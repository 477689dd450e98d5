//! The exchange rate provider: cache in front of an ordered cascade of sources.

use crate::core::cache::RateCache;
use crate::core::clock::Clock;
use crate::core::fallback::FallbackTable;
use crate::core::rate::{ExchangeRate, RateSnapshot};
use crate::core::source::RateSource;
use std::collections::HashMap;
use std::sync::Arc;
use tokio::sync::Mutex;
use tracing::{debug, info, instrument, warn};

pub struct ExchangeRateProvider {
    sources: Vec<Arc<dyn RateSource>>,
    fallback: FallbackTable,
    cache: Arc<RateCache>,
    clock: Arc<dyn Clock>,
    currencies: Vec<String>,
    sentinel: String,
    base_currency: String,
    refresh_lock: Mutex<()>,
}

impl ExchangeRateProvider {
    /// `currencies` should already contain the sentinel; see
    /// [`AppConfig::requested_currencies`](crate::core::config::AppConfig::requested_currencies).
    pub fn new(
        sources: Vec<Arc<dyn RateSource>>,
        fallback: FallbackTable,
        cache: Arc<RateCache>,
        clock: Arc<dyn Clock>,
        currencies: Vec<String>,
        sentinel: &str,
        base_currency: &str,
    ) -> Self {
        Self {
            sources,
            fallback,
            cache,
            clock,
            currencies,
            sentinel: sentinel.to_uppercase(),
            base_currency: base_currency.to_uppercase(),
            refresh_lock: Mutex::new(()),
        }
    }

    /// Returns the cached snapshot, or refreshes it through the cascade.
    ///
    /// Never fails: when every source fails the static fallback table is returned.
    pub async fn get_rates(&self) -> Arc<RateSnapshot> {
        if let Some(snapshot) = self.cache.get(self.clock.now()).await {
            return snapshot;
        }

        // Only one refresh at a time; late arrivals pick up the fresh snapshot.
        let _guard = self.refresh_lock.lock().await;
        if let Some(snapshot) = self.cache.get(self.clock.now()).await {
            debug!("Snapshot refreshed while waiting for the refresh lock");
            return snapshot;
        }

        let rates = self.fetch_from_sources().await;
        let snapshot = Arc::new(RateSnapshot::new(rates, self.clock.now()));
        self.cache.put(Arc::clone(&snapshot)).await;
        snapshot
    }

    #[instrument(name = "RateCascade", skip(self), fields(currencies = ?self.currencies))]
    async fn fetch_from_sources(&self) -> HashMap<String, ExchangeRate> {
        for source in &self.sources {
            match source.fetch_rates(&self.currencies, &self.sentinel).await {
                Ok(rates) => match self.complete(rates) {
                    Some(rates) => {
                        info!(source = source.name(), count = rates.len(), "Fetched rates");
                        return rates;
                    }
                    None => warn!(
                        source = source.name(),
                        sentinel = %self.sentinel,
                        "Source returned no sentinel rate"
                    ),
                },
                Err(e) => warn!(source = source.name(), error = %e, "Rate source failed"),
            }
        }

        match self.static_rates() {
            Some(table) => {
                warn!("All rate sources failed. Using static rates.");
                table.select(&self.currencies)
            }
            None => {
                warn!(
                    base_currency = %self.base_currency,
                    static_base_currency = %self.fallback.base_currency(),
                    "All rate sources failed and static rates use another base currency"
                );
                HashMap::new()
            }
        }
    }

    /// The static table, unless it is quoted against a different base currency.
    fn static_rates(&self) -> Option<&FallbackTable> {
        (self.fallback.base_currency() == self.base_currency).then_some(&self.fallback)
    }

    /// Keeps only requested currencies and backfills the missing ones from the static table.
    ///
    /// Returns `None` when the sentinel is absent, so the result is discarded whole.
    fn complete(
        &self,
        mut rates: HashMap<String, ExchangeRate>,
    ) -> Option<HashMap<String, ExchangeRate>> {
        if !rates.contains_key(&self.sentinel) {
            return None;
        }
        rates.retain(|code, _| self.currencies.contains(code));

        for code in &self.currencies {
            if rates.contains_key(code) {
                continue;
            }
            match self.static_rates().and_then(|table| table.get(code)) {
                Some(rate) => {
                    debug!(currency = %code, "Backfilling from static rates");
                    rates.insert(code.clone(), rate.clone());
                }
                None => warn!(currency = %code, "No rate available for currency"),
            }
        }
        Some(rates)
    }
}
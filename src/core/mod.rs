//! Core business logic abstractions

pub mod cache;
pub mod clock;
pub mod config;
pub mod convert;
pub mod fallback;
pub mod log;
pub mod provider;
pub mod rate;
pub mod salary;
pub mod source;

// Re-export main types for cleaner imports
pub use cache::RateCache;
pub use clock::{Clock, FixedClock, SystemClock};
pub use convert::{ConversionError, convert};
pub use fallback::FallbackTable;
pub use provider::ExchangeRateProvider;
pub use rate::{ExchangeRate, Provenance, RateSnapshot};
pub use source::RateSource;
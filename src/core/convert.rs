//! Conversion of foreign amounts into the base currency

use crate::core::rate::RateSnapshot;
use rust_decimal::{Decimal, RoundingStrategy};
use thiserror::Error;

/// Digits kept in a converted amount (the currency subunit).
pub const AMOUNT_PRECISION: u32 = 2;

#[derive(Error, Debug, Clone, PartialEq, Eq)]
pub enum ConversionError {
    /// The snapshot has no quote for this currency.
    #[error("Currency not found: {0}")]
    CurrencyNotFound(String),
}

/// Converts `amount` in `currency` to the base currency using the snapshot's mid rate.
pub fn convert(
    amount: Decimal,
    currency: &str,
    snapshot: &RateSnapshot,
) -> Result<Decimal, ConversionError> {
    let rate = snapshot
        .get(currency)
        .ok_or_else(|| ConversionError::CurrencyNotFound(currency.to_uppercase()))?;

    Ok((amount * rate.rate())
        .round_dp_with_strategy(AMOUNT_PRECISION, RoundingStrategy::MidpointAwayFromZero))
}

#[cfg(test)]
mod tests {
    use super::*;
    use crate::core::fallback::FallbackTable;
    use crate::core::rate::{ExchangeRate, Provenance};
    use chrono::Utc;
    use rust_decimal_macros::dec;
    use std::collections::HashMap;

    fn usd_snapshot() -> RateSnapshot {
        let usd = ExchangeRate::new(
            "USD",
            dec!(5.70),
            dec!(5.80),
            Provenance::Primary,
            "",
            "2025-01-01T00:00:00",
        );
        RateSnapshot::new(HashMap::from([("USD".to_string(), usd)]), Utc::now())
    }

    #[test]
    fn test_convert() {
        let snapshot = usd_snapshot();
        assert_eq!(convert(dec!(100), "USD", &snapshot).unwrap(), dec!(575.00));
        assert_eq!(
            convert(dec!(26300), "usd", &snapshot).unwrap(),
            dec!(151225.00)
        );
    }

    #[test]
    fn test_convert_rounds_to_cents() {
        let snapshot = usd_snapshot();
        // 0.333 * 5.75 = 1.91475
        assert_eq!(convert(dec!(0.333), "USD", &snapshot).unwrap(), dec!(1.91));
        // 0.001 * 5.75 = 0.00575
        assert_eq!(convert(dec!(0.001), "USD", &snapshot).unwrap(), dec!(0.01));
    }

    #[test]
    fn test_convert_unknown_currency() {
        let snapshot = usd_snapshot();
        let err = convert(dec!(100), "jpy", &snapshot).unwrap_err();
        assert_eq!(err, ConversionError::CurrencyNotFound("JPY".to_string()));
        assert_eq!(err.to_string(), "Currency not found: JPY");
    }

    #[test]
    fn test_static_snapshot_converts_every_static_currency() {
        let table = FallbackTable::default();
        let currencies: Vec<String> = table.currencies().map(str::to_string).collect();
        let snapshot = RateSnapshot::new(table.select(&currencies), Utc::now());

        for currency in &currencies {
            assert!(convert(dec!(1234.56), currency, &snapshot).is_ok());
        }
    }
}
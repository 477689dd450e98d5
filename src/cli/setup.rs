use crate::core::config::AppConfig;
use anyhow::{Context, Result};
use std::path::Path;

const EXAMPLE_CONFIG: &str = include_str!("../../docs/example_config.yaml");

/// Creates a default configuration file with example content at the default location
pub fn setup() -> Result<()> {
    let path = AppConfig::default_config_path()?;
    setup_at_path(path)
}

/// Creates a default configuration file with example content at the specified path
pub fn setup_at_path<P: AsRef<Path>>(path: P) -> Result<()> {
    let path = path.as_ref();

    if path.exists() {
        anyhow::bail!("Configuration file already exists at {}", path.display());
    }

    if let Some(parent) = path.parent() {
        std::fs::create_dir_all(parent)
            .with_context(|| format!("Failed to create directory: {}", parent.display()))?;
    }

    std::fs::write(path, EXAMPLE_CONFIG)
        .with_context(|| format!("Failed to write config file to {}", path.display()))?;

    tracing::info!("Created default configuration at {}", path.display());
    Ok(())
}

#[cfg(test)]
mod tests {
    use super::*;
    use std::fs;
    use tempfile::TempDir;

    #[test]
    fn test_setup_creates_config_file() -> Result<()> {
        let temp_dir = TempDir::new()?;
        let config_path = temp_dir.path().join("nested").join("config.yaml");

        setup_at_path(&config_path)?;

        assert!(config_path.exists());
        let content = fs::read_to_string(&config_path)?;
        assert!(content.contains("# Example configuration file for octowage"));
        assert!(content.contains("providers:"));
        assert!(content.contains("fallback_rates:"));

        Ok(())
    }

    #[test]
    fn test_setup_fails_if_config_exists() -> Result<()> {
        let temp_dir = TempDir::new()?;
        let config_path = temp_dir.path().join("config.yaml");
        std::fs::write(&config_path, "test")?;

        let result = setup_at_path(&config_path);
        assert!(result.is_err());
        assert!(result.unwrap_err().to_string().contains("already exists"));
        assert_eq!(fs::read_to_string(&config_path)?, "test");

        Ok(())
    }

    #[test]
    fn test_example_config_is_valid_yaml() -> Result<()> {
        let config: AppConfig = serde_yaml::from_str(EXAMPLE_CONFIG)
            .context("Failed to parse example config as YAML")?;

        assert_eq!(config.base_currency, "BRL");
        assert_eq!(config.requested_currencies(), vec!["USD", "EUR"]);
        assert_eq!(config.cache_ttl_seconds, 3600);
        assert_eq!(config.fallback_rates.len(), 3);

        Ok(())
    }
}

..........

▸ **Instructions for the task**: Check every line of the records above for the string "None". Copy those that hold it.

▸ **Result below**:
                    None => warn!(
            None => {
    /// Returns `None` when the sentinel is absent, so the result is discarded whole.
            return None;
                None => warn!(currency = %code, "No rate available for currency"),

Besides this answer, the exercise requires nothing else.